To prevent such serious complications, timely administration of HRT in an adequate dose is necessary. Patients with transsexualism who have reached the age of 45, as well as patients who for one reason or another do not receive HRT or have a long break in their reception, it is necessary to conduct a bone tissue densitometry for evaluation.
To assess the state of the bone tissue, currently used are: dual-energy X-ray absorptiometry (dual-energy X-ray absorbtiometry – DЕХА), ultrasonometry and quantitative CT. The most widely recognized diagnosis of osteoporosis has been DEHA, since, based on numerous assessment methods, it has been shown that the incidence of fractures correlates with the bone mineral density of the lumbar spine and proximal femurs.

When osteoporosis is found in a patient, it is necessary to assess the adequacy of HRT and, if necessary, correct it, as well as to additionally prescribe therapy aimed at improving the state of bone tissue: bisphosphonates, calcitonins, agents that have a multifaceted effect on bone tissue (vitamin D and its metabolites) . The main objectives of this therapy are the normalization of the process of bone remodeling, primarily the suppression of increased bone resorption and stimulation of reduced bone formation, which leads to an increase in bone mineral density or at least its stabilization, an increase in bone quality and a decrease in the frequency of fractures.

Bisphosphonates are considered today as first-line drugs in the treatment of osteoporosis. The mechanism of their action is as follows: direct action on osteoclasts, leading to impairment of their metabolism and functional activity, induction of their apoptosis and suppression of bone resorption, stimulation of the formation of new bone.

Alendronate (fosamax) is available in the pharmacy network of Russia from bisphosphonates. Alendronate is prescribed at 70 mg once a week for a long time, for 3-5 years. Contraindications to the appointment of alendronate are hypersensitivity to the drug, hypocalcemia, diseases of the esophagus (achalasia or stricture). Alendronate is relatively contraindicated in patients with acute diseases of the upper gastrointestinal tract. Hypocalcemia and other disorders of mineral metabolism should be corrected before prescribing alendronate — simultaneously with alendronate, calcium should be given at a dose of 500–1000 mg / day (with food or additionally) and vitamin D at a dose of 400–800 IU / day.

Calcitonin is a polypeptide hormone produced by parafollicular cells of the thyroid gland. The main effects are hypocalcemic and hypophosphatemic, which are realized as a result of the inhibition of differentiation and activity of osteoclasts and, as a consequence, inhibition of bone resorption. Most preferred odds my administration of calcitonin is a nasal spray due to a significantly smaller number of side effects compared with the parenteral administration form.

The necessary intake of calcium and vitamin D is important. Calcium enhances the antiresorptive effect of estrogen on bone.

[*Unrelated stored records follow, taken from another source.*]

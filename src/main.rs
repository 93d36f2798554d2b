use sketchroom::config::Config;
use sketchroom::routes::create_app_routes;
use sketchroom::AppState;

use std::panic;
use tower_http::cors::CorsLayer;
use tower_http::trace::TraceLayer;
use tracing::{error, info, warn};
use tracing_subscriber::{fmt, prelude::*, EnvFilter};

#[tokio::main(flavor = "current_thread")]
async fn main() {
    // Set panic hook for better error messages
    panic::set_hook(Box::new(|info| {
        eprintln!("PANIC: {info}");
    }));

    // Initialize tracing
    tracing_subscriber::registry()
        .with(fmt::layer())
        .with(EnvFilter::try_from_default_env().unwrap_or_else(|_| {
            // Default to info level, but allow debug for our app
            "sketchroom=debug,tower_http=debug,axum::rejection=trace,info".into()
        }))
        .init();

    info!("Starting server...");

    // Load configuration
    let config = Config::load().unwrap_or_else(|e| {
        error!("Failed to load configuration: {}", e);
        warn!("Using default configuration");
        Config::default()
    });

    // Room state, fanout and the disconnect grace delay live in AppState
    let state = AppState::new(&config);

    // Combine all routes
    let app_routes = create_app_routes(state)
        .layer(TraceLayer::new_for_http())
        .layer(CorsLayer::permissive());

    let listener = tokio::net::TcpListener::bind(config.server_address())
        .await
        .unwrap_or_else(|_| panic!("Failed to bind to {}", config.server_address()));

    info!("🚀 Server running on http://{}", config.server_address());
    info!("📡 WebSocket available at ws://{}/ws", config.server_address());

    axum::serve(listener, app_routes)
        .await
        .expect("Server failed to start");
}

To minimize side effects, improve the absorption of calcium preparations should be taken during or after meals.

Vitamin D is necessary for sufficient calcium absorption and normal bone metabolism.

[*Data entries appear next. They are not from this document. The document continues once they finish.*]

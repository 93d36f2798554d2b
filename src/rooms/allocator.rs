use rand::Rng;
use tracing::warn;

use crate::models::{RoomError, RoomId};
use crate::rooms::directory::RoomDirectory;

/// 36^6 distinct codes, plenty for the expected room count.
const ROOM_ID_LEN: usize = 6;
const ALPHABET: &[u8] = b"abcdefghijklmnopqrstuvwxyz0123456789";
const MAX_ATTEMPTS: u32 = 5;

/// Draw one candidate room id.
pub fn candidate_id() -> RoomId {
    let mut rng = rand::thread_rng();
    (0..ROOM_ID_LEN)
        .map(|_| ALPHABET[rng.gen_range(0..ALPHABET.len())] as char)
        .collect()
}

/// Allocate a fresh room id and insert the empty room into the directory,
/// redrawing on collision. Exhausting the retry budget is an operational
/// alarm condition, not expected in practice.
pub fn allocate(directory: &mut RoomDirectory) -> Result<RoomId, RoomError> {
    for attempt in 1..=MAX_ATTEMPTS {
        let room_id = candidate_id();
        match directory.create(&room_id) {
            Ok(()) => return Ok(room_id),
            Err(RoomError::DuplicateRoom) => {
                warn!(
                    "Room id collision on '{}' (attempt {}/{}), redrawing",
                    room_id, attempt, MAX_ATTEMPTS
                );
            }
            Err(e) => return Err(e),
        }
    }
    Err(RoomError::AllocationExhausted)
}

#[cfg(test)]
mod tests {
    use super::*;

    #[test]
    fn candidate_ids_use_the_code_alphabet() {
        for _ in 0..100 {
            let id = candidate_id();
            assert_eq!(id.len(), ROOM_ID_LEN);
            assert!(id.bytes().all(|b| ALPHABET.contains(&b)));
        }
    }

    #[test]
    fn sequential_allocations_do_not_collide() {
        let mut directory = RoomDirectory::new();
        for _ in 0..10_000 {
            allocate(&mut directory).unwrap();
        }
        assert_eq!(directory.len(), 10_000);
    }
}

In the absence of calcium hypercalcemia, carbonate in a daily dose of 1000 mg and vitamin D at a dose of 800 IU can be used as a combination therapy with sex steroids, bisphosphonates, calcitonin.

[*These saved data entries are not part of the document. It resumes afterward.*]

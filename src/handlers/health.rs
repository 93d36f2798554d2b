use axum::Json;
use crate::models::HealthResponse;
use tracing::debug;

/// Health check endpoint
pub async fn health_check() -> Json<HealthResponse> {
    debug!("Health check requested");
    Json(HealthResponse {
        status: "ok".to_string(),
        message: "Server is running".to_string(),
    })
}

/// Readiness check endpoint
pub async fn ready_check() -> Json<HealthResponse> {
    debug!("Readiness check requested");
    Json(HealthResponse {
        status: "ok".to_string(),
        message: "Service is ready".to_string(),
    })
}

A certain role in the prevention of osteoporosis play the rejection of bad habits (smoking, alcohol), moderate exercise, prevention of falls.
In conclusion, it is necessary to emphasize once again that the actual surgery for surgical sex change in transsexuals is one of the stages in the treatment of this disease. There is no doubt that all patients who underwent sex reassignment surgery should be under the supervision of an endocrinologist for the rest of their lives to control the adequacy of the hormone replacement therapy they receive. Only a properly selected dose of hormonal drugs can prevent the development of side effects caused by the removal of the gonads, that is, the development of the post-attrition syndrome.